**What to produce**
Going line by line through the listing below, count those with the string "ListEventsError" and answer with the number alone.

■ ■ ■

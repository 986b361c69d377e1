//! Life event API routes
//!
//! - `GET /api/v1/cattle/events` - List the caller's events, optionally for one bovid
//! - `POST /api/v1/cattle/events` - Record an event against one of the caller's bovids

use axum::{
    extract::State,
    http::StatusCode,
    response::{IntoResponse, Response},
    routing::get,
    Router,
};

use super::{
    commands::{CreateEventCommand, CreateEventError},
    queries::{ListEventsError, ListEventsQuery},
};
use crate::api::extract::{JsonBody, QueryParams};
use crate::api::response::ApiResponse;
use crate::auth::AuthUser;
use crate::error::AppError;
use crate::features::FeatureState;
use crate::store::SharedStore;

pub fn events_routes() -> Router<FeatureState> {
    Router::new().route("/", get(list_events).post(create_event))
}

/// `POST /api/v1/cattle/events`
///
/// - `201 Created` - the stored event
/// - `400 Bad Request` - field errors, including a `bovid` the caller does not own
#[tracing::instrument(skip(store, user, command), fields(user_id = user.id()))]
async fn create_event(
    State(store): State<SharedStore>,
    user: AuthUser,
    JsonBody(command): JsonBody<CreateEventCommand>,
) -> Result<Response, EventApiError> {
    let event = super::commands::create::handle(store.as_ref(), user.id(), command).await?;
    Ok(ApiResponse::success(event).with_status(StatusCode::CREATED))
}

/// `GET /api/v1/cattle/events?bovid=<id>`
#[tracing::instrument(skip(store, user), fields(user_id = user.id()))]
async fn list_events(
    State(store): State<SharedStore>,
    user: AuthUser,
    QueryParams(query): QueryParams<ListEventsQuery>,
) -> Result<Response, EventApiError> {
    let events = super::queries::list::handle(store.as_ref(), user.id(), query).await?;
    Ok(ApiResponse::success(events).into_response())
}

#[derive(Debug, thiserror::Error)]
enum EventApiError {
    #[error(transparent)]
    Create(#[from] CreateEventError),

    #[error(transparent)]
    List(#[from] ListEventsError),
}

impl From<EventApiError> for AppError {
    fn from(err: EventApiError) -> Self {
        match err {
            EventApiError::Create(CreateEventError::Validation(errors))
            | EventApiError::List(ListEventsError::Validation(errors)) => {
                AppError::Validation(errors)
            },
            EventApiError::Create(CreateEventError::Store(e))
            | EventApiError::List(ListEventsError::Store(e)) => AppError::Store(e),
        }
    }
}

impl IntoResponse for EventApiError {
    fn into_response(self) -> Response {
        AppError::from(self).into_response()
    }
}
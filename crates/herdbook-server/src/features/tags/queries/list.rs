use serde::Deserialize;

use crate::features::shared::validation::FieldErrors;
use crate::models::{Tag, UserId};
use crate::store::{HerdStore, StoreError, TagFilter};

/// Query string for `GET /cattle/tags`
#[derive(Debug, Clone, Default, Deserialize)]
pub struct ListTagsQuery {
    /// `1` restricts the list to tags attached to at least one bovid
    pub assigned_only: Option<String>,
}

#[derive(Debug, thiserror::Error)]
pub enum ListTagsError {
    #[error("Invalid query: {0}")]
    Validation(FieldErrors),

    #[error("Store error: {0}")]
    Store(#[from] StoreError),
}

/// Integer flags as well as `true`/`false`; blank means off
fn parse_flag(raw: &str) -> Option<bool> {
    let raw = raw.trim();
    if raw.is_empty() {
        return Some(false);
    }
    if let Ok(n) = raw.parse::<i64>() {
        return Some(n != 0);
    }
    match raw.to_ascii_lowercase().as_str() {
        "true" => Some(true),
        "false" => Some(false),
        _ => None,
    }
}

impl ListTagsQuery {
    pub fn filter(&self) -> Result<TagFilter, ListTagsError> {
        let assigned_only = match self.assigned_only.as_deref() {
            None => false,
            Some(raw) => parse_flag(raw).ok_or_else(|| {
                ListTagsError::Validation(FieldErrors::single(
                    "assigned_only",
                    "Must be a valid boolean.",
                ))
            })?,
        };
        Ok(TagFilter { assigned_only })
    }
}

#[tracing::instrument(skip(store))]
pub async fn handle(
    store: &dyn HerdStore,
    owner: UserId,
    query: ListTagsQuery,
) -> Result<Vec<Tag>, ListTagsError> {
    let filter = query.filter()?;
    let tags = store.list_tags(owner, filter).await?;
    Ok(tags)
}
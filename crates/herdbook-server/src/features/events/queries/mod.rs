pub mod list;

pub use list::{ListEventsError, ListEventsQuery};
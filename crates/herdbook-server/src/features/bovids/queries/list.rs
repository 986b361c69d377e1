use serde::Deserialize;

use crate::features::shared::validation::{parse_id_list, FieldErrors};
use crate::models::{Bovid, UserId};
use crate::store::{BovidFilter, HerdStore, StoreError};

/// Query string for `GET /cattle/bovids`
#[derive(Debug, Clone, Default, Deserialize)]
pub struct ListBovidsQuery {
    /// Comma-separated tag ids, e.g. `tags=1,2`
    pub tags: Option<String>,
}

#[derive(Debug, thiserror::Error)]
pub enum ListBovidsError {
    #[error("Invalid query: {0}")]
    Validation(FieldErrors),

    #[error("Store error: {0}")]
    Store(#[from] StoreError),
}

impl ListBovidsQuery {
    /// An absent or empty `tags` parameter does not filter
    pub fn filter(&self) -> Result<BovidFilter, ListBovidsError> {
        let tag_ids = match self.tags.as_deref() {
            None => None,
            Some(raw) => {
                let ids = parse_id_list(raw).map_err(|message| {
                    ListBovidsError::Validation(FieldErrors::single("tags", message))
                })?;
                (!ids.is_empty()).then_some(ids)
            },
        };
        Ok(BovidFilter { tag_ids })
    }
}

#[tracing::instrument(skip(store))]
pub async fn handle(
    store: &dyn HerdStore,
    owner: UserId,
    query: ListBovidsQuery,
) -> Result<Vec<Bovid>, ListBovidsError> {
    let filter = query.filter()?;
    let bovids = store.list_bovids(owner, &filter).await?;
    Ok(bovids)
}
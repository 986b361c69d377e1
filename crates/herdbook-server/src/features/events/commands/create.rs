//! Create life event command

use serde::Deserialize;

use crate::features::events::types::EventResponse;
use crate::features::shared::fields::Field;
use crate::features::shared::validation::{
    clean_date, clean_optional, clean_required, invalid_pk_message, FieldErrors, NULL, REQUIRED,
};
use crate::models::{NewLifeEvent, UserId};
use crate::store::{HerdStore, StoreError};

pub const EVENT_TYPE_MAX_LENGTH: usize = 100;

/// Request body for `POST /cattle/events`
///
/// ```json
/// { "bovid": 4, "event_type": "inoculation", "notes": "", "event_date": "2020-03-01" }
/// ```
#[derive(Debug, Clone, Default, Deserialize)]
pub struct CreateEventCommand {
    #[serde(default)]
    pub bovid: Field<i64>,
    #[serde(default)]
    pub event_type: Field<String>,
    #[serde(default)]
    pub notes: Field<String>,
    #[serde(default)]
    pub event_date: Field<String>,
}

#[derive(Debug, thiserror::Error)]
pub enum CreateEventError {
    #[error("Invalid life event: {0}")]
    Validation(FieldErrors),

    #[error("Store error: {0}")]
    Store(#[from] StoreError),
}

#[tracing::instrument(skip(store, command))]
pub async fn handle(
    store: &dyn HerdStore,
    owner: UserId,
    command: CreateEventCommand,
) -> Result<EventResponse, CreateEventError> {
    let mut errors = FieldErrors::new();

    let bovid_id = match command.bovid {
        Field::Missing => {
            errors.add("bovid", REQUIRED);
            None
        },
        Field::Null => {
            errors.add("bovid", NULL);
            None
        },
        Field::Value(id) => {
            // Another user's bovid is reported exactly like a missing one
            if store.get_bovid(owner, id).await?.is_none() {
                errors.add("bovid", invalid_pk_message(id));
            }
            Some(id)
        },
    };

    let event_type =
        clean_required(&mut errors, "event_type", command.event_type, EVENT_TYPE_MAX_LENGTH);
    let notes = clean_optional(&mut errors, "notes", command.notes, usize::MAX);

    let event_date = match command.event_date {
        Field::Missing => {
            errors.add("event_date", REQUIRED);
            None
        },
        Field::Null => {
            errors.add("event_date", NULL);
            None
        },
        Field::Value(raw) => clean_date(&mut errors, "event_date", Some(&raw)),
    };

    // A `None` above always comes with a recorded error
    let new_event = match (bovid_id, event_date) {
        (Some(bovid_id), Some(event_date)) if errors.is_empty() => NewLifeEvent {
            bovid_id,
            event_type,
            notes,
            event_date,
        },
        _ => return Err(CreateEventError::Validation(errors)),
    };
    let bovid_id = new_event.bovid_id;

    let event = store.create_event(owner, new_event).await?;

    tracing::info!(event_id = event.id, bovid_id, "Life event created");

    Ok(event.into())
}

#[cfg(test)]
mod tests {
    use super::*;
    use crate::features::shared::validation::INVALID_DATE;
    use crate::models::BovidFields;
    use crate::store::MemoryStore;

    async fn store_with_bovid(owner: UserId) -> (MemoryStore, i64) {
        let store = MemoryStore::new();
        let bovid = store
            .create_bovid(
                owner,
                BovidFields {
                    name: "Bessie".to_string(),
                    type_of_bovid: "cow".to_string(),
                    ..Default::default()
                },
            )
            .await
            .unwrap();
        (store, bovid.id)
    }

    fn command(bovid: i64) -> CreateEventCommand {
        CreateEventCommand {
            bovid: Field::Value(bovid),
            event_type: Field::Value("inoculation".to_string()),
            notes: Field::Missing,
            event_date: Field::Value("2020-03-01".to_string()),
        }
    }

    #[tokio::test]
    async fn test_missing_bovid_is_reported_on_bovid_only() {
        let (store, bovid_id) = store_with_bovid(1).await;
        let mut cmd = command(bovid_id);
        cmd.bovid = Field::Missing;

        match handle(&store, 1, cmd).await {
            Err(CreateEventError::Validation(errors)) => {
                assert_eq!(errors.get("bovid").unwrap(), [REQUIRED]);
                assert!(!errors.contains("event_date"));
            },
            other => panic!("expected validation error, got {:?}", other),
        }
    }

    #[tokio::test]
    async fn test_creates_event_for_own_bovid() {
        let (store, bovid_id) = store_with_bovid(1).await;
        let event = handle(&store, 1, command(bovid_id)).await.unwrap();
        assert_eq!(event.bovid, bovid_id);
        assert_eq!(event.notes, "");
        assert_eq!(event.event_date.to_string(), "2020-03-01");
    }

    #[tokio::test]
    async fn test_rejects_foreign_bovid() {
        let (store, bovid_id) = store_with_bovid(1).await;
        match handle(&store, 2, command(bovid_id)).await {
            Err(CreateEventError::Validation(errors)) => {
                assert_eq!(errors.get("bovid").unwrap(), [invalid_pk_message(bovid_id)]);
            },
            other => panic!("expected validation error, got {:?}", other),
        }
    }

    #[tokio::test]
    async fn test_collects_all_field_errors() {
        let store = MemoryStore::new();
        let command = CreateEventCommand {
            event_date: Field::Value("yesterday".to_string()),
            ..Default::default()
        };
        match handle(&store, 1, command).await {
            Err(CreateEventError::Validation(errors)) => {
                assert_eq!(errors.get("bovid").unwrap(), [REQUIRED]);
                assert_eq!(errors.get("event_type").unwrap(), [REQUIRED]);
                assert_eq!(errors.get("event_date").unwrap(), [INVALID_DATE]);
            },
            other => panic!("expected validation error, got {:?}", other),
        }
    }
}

■ ■ ■

**The completed task**
5